What to produce.
For every line in the data below, check for the word "library", then state how many lines have it. Answer with the number only.

Input data.
//! Component generator options: validation, normalization, and the barrel
//! export that makes a new component importable from its library.

mod barrel;

pub use barrel::{
    add_export_changes, add_exports_to_barrel, barrel_path, export_statement,
    exports_default_as, find_module_declarations, relative_import_path, BarrelOutcome,
    DeclarationKind, ModuleDeclaration,
};

use serde::{Deserialize, Serialize};

use crate::artifact::{self, ArtifactRequest, NameAndDirectoryFormat};
use crate::error::{Error, InvalidNameDetails, Result};
use crate::project;
use crate::tree::Tree;
use crate::utils::{names, validation};

/// Extension of generated component files.
pub const COMPONENT_FILE_EXTENSION: &str = "vue";

const PATH_SEPARATORS: [char; 2] = ['/', '\\'];

pub const EXPORT_ON_APPLICATION_WARNING: &str =
    "The \"--export\" option should not be used with applications and will do nothing.";

/// Options as supplied by the user.
#[derive(Debug, Clone, Default, PartialEq, Eq, Serialize, Deserialize)]
#[serde(rename_all = "camelCase")]
pub struct ComponentOptions {
    pub name: String,
    #[serde(default)]
    pub project: Option<String>,
    #[serde(default)]
    pub directory: Option<String>,
    #[serde(default)]
    pub name_and_directory_format: Option<NameAndDirectoryFormat>,
    #[serde(default)]
    pub flat: bool,
    #[serde(default)]
    pub pascal_case_files: bool,
    #[serde(default)]
    pub pascal_case_directory: bool,
    /// Generate JavaScript instead of TypeScript (selects `index.js`).
    #[serde(default)]
    pub js: bool,
    /// Re-export the component from the project's barrel file.
    #[serde(default)]
    pub export: bool,
    #[serde(default)]
    pub routing: Option<bool>,
    #[serde(default)]
    pub in_source_tests: Option<bool>,
    #[serde(default)]
    pub skip_tests: bool,
    /// Append the barrel export even when an identical one already exists.
    #[serde(default)]
    pub allow_duplicate_exports: bool,
}

/// Fully resolved options, ready for file emission.
#[derive(Debug, Clone, PartialEq, Eq, Serialize)]
#[serde(rename_all = "camelCase")]
pub struct NormalizedComponentOptions {
    pub name: String,
    pub class_name: String,
    pub file_name: String,
    pub file_path: String,
    pub directory: String,
    pub project: String,
    pub project_source_root: String,
    pub export: bool,
    pub routing: bool,
    pub in_source_tests: bool,
    pub js: bool,
    pub flat: bool,
    pub pascal_case_files: bool,
    pub pascal_case_directory: bool,
    pub skip_tests: bool,
    pub allow_duplicate_exports: bool,
    #[serde(skip_serializing_if = "Vec::is_empty")]
    pub warnings: Vec<String>,
}

/// Reject names that embed a path separator.
///
/// The error proposes the equivalent invocation: the last segment stays the
/// name, the leading segments (lower-cased) move into `--directory`, after
/// any directory already given.
pub fn assert_valid_options(options: &ComponentOptions) -> Result<()> {
    for separator in PATH_SEPARATORS {
        if !options.name.contains(separator) {
            continue;
        }

        let sep = separator.to_string();
        let mut segments: Vec<&str> = options.name.split(separator).collect();
        let name = segments.pop().unwrap_or_default().to_string();

        let mut suggestion = segments
            .iter()
            .map(|s| s.to_lowercase())
            .collect::<Vec<_>>()
            .join(&sep);
        if let Some(directory) = options.directory.as_deref().filter(|d| !d.is_empty()) {
            suggestion = format!("{}{}{}", directory, sep, suggestion);
        }

        let message = format!(
            "Found \"{}\" in the component name. Did you mean to use the --directory option (e.g. `scaffold component {} --directory {}`)?",
            sep, name, suggestion
        );

        return Err(Error::validation_invalid_name(
            message,
            InvalidNameDetails {
                name: options.name.clone(),
                separator: sep,
                suggested_name: name,
                suggested_directory: suggestion,
            },
        ));
    }

    Ok(())
}

/// Validate and resolve raw options into their normalized form.
///
/// Exporting from an application is allowed but pointless; it produces a
/// warning rather than an error.
pub fn normalize_options<T: Tree + ?Sized>(
    tree: &T,
    options: &ComponentOptions,
) -> Result<NormalizedComponentOptions> {
    assert_valid_options(options)?;
    validation::require_non_empty(&options.name, "name", "Component name cannot be empty")?;

    let location = artifact::determine_artifact_location(
        tree,
        &ArtifactRequest {
            artifact_type: "component",
            name: &options.name,
            directory: options.directory.as_deref(),
            format: options.name_and_directory_format,
            project: options.project.as_deref(),
            flat: options.flat,
            file_extension: COMPONENT_FILE_EXTENSION,
            pascal_case_file: options.pascal_case_files,
            pascal_case_directory: options.pascal_case_directory,
        },
    )?;

    let class_name = names::names(&location.file_name).class_name;
    let owner = project::project(tree, &location.project)?;

    let mut warnings = Vec::new();
    if options.export && owner.is_application() {
        log_status!("component", "{}", EXPORT_ON_APPLICATION_WARNING);
        warnings.push(EXPORT_ON_APPLICATION_WARNING.to_string());
    }

    Ok(NormalizedComponentOptions {
        name: location.artifact_name,
        class_name,
        file_name: location.file_name,
        file_path: location.file_path,
        directory: location.directory,
        project: location.project,
        project_source_root: owner.source_root,
        export: options.export,
        routing: options.routing.unwrap_or(false),
        in_source_tests: options.in_source_tests.unwrap_or(false),
        js: options.js,
        flat: options.flat,
        pascal_case_files: options.pascal_case_files,
        pascal_case_directory: options.pascal_case_directory,
        skip_tests: options.skip_tests,
        allow_duplicate_exports: options.allow_duplicate_exports,
        warnings,
    })
}

#[cfg(test)]
mod tests {
    use super::*;
    use crate::tree::MemoryTree;

    fn workspace() -> MemoryTree {
        MemoryTree::new()
            .with_file(
                "apps/shop/project.json",
                r#"{"name": "shop", "sourceRoot": "apps/shop/src", "projectType": "application"}"#,
            )
            .with_file(
                "libs/ui/project.json",
                r#"{"name": "ui", "sourceRoot": "libs/ui/src", "projectType": "library"}"#,
            )
    }

    fn options(name: &str, project: &str) -> ComponentOptions {
        ComponentOptions {
            name: name.to_string(),
            project: Some(project.to_string()),
            ..Default::default()
        }
    }

    #[test]
    fn plain_name_is_valid() {
        assert!(assert_valid_options(&options("bar", "ui")).is_ok());
    }

    #[test]
    fn forward_slash_suggests_directory() {
        let err = assert_valid_options(&options("Foo/bar", "ui")).unwrap_err();

        assert_eq!(err.code.as_str(), "validation.invalid_name");
        assert!(err.message.contains("Found \"/\" in the component name"));
        assert!(err.message.contains("scaffold component bar --directory foo"));
        assert_eq!(err.details["suggestedName"], "bar");
        assert_eq!(err.details["suggestedDirectory"], "foo");
    }

    #[test]
    fn backslash_is_rejected_and_keeps_segment_order() {
        let err = assert_valid_options(&options("Forms\\Inputs\\text-field", "ui")).unwrap_err();
        assert_eq!(err.details["separator"], "\\");
        assert_eq!(err.details["suggestedDirectory"], "forms\\inputs");
        assert_eq!(err.details["suggestedName"], "text-field");
    }

    #[test]
    fn suggestion_is_prefixed_with_existing_directory() {
        let opts = ComponentOptions {
            directory: Some("shared".to_string()),
            ..options("widgets/card", "ui")
        };
        let err = assert_valid_options(&opts).unwrap_err();
        assert_eq!(err.details["suggestedDirectory"], "shared/widgets");
    }

    #[test]
    fn normalize_derives_class_name_and_defaults_flags() {
        let normalized = normalize_options(&workspace(), &options("my-button", "ui")).unwrap();

        assert_eq!(normalized.name, "my-button");
        assert_eq!(normalized.class_name, "MyButton");
        assert_eq!(normalized.file_name, "my-button");
        assert_eq!(normalized.file_path, "libs/ui/src/lib/my-button/my-button.vue");
        assert_eq!(normalized.directory, "libs/ui/src/lib/my-button");
        assert_eq!(normalized.project_source_root, "libs/ui/src");
        assert!(!normalized.routing);
        assert!(!normalized.in_source_tests);
        assert!(!normalized.export);
        assert!(normalized.warnings.is_empty());
    }

    #[test]
    fn normalize_keeps_explicit_flags() {
        let opts = ComponentOptions {
            routing: Some(true),
            in_source_tests: Some(true),
            js: true,
            ..options("nav-bar", "ui")
        };
        let normalized = normalize_options(&workspace(), &opts).unwrap();
        assert!(normalized.routing);
        assert!(normalized.in_source_tests);
        assert!(normalized.js);
    }

    #[test]
    fn normalize_warns_when_exporting_from_application() {
        let opts = ComponentOptions {
            export: true,
            ..options("cart", "shop")
        };
        let normalized = normalize_options(&workspace(), &opts).unwrap();
        assert_eq!(normalized.warnings, vec![EXPORT_ON_APPLICATION_WARNING.to_string()]);
        assert!(normalized.export);
    }

    #[test]
    fn normalize_rejects_invalid_name_before_lookup() {
        // No projects exist: a path lookup would fail with a different error.
        let err = normalize_options(&MemoryTree::new(), &options("a/b", "missing")).unwrap_err();
        assert_eq!(err.code.as_str(), "validation.invalid_name");
    }

    #[test]
    fn normalize_rejects_empty_name() {
        let err = normalize_options(&workspace(), &options("  ", "ui")).unwrap_err();
        assert_eq!(err.code.as_str(), "validation.invalid_argument");
    }

    #[test]
    fn normalize_propagates_missing_project() {
        let err = normalize_options(&workspace(), &options("card", "admin")).unwrap_err();
        assert_eq!(err.code.as_str(), "project.not_found");
    }

    #[test]
    fn options_deserialize_from_camel_case_json() {
        let opts: ComponentOptions = serde_json::from_str(
            r#"{"name": "card", "project": "ui", "pascalCaseFiles": true, "nameAndDirectoryFormat": "as-provided", "inSourceTests": true}"#,
        )
        .unwrap();
        assert!(opts.pascal_case_files);
        assert_eq!(opts.name_and_directory_format, Some(NameAndDirectoryFormat::AsProvided));
        assert_eq!(opts.in_source_tests, Some(true));
        assert_eq!(opts.routing, None);
    }
}
/// Find top-level import and re-export declarations.
///
/// Comments, string and template literals are skipped, and anything nested
/// inside braces, brackets or parentheses is ignored, so keywords that
/// appear in those places never count.
pub fn find_module_declarations(source: &str) -> Vec<ModuleDeclaration> {
    let bytes = source.as_bytes();
    let mut declarations = Vec::new();
    let mut depth: usize = 0;
    let mut i = 0;

    while i < bytes.len() {
        match bytes[i] {
            b'/' if bytes.get(i + 1) == Some(&b'/') => {
                i = source[i..].find('\n').map_or(bytes.len(), |off| i + off);
            }
            b'/' if bytes.get(i + 1) == Some(&b'*') => {
                i = source[i + 2..].find("*/").map_or(bytes.len(), |off| i + 2 + off + 2);
            }
            quote @ (b'\'' | b'"' | b'`') => {
                i = skip_string(bytes, i, quote);
            }
            b'{' | b'(' | b'[' => {
                depth += 1;
                i += 1;
            }
            b'}' | b')' | b']' => {
                depth = depth.saturating_sub(1);
                i += 1;
            }
            c if is_ident_start(c) => {
                let word_end = bytes[i..]
                    .iter()
                    .position(|&b| !is_ident_char(b))
                    .map_or(bytes.len(), |off| i + off);
                let preceded_by_dot = source[..i].trim_end().ends_with('.');

                if depth == 0 && !preceded_by_dot {
                    if let Some(declaration) = match_declaration(source, i, &source[i..word_end]) {
                        i = declaration.end;
                        declarations.push(declaration);
                        continue;
                    }
                }
                i = word_end;
            }
            _ => i += 1,
        }
    }

    declarations
}

fn match_declaration(source: &str, start: usize, keyword: &str) -> Option<ModuleDeclaration> {
    let (pattern, kind) = match keyword {
        "import" => (&*IMPORT_DECLARATION, DeclarationKind::Import),
        "export" => (&*RE_EXPORT_DECLARATION, DeclarationKind::ReExport),
        _ => return None,
    };

    let caps = pattern.captures(&source[start..])?;
    let whole = caps.get(0)?;
    Some(ModuleDeclaration {
        kind,
        start,
        end: start + whole.end(),
        specifier: caps.get(2)?.as_str().to_string(),
    })
}

/// Index just past the closing quote (or end of line for an unterminated
/// single-line string).
fn skip_string(bytes: &[u8], start: usize, quote: u8) -> usize {
    let mut i = start + 1;
    while i < bytes.len() {
        match bytes[i] {
            b'\\' => i += 2,
            b'\n' if quote != b'`' => return i,
            b if b == quote => return i + 1,
            _ => i += 1,
        }
    }
    bytes.len()
}

fn is_ident_start(b: u8) -> bool {
    b.is_ascii_alphabetic() || b == b'_' || b == b'$'
}

fn is_ident_char(b: u8) -> bool {
    b.is_ascii_alphanumeric() || b == b'_' || b == b'$'
}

Answer to the problem.
2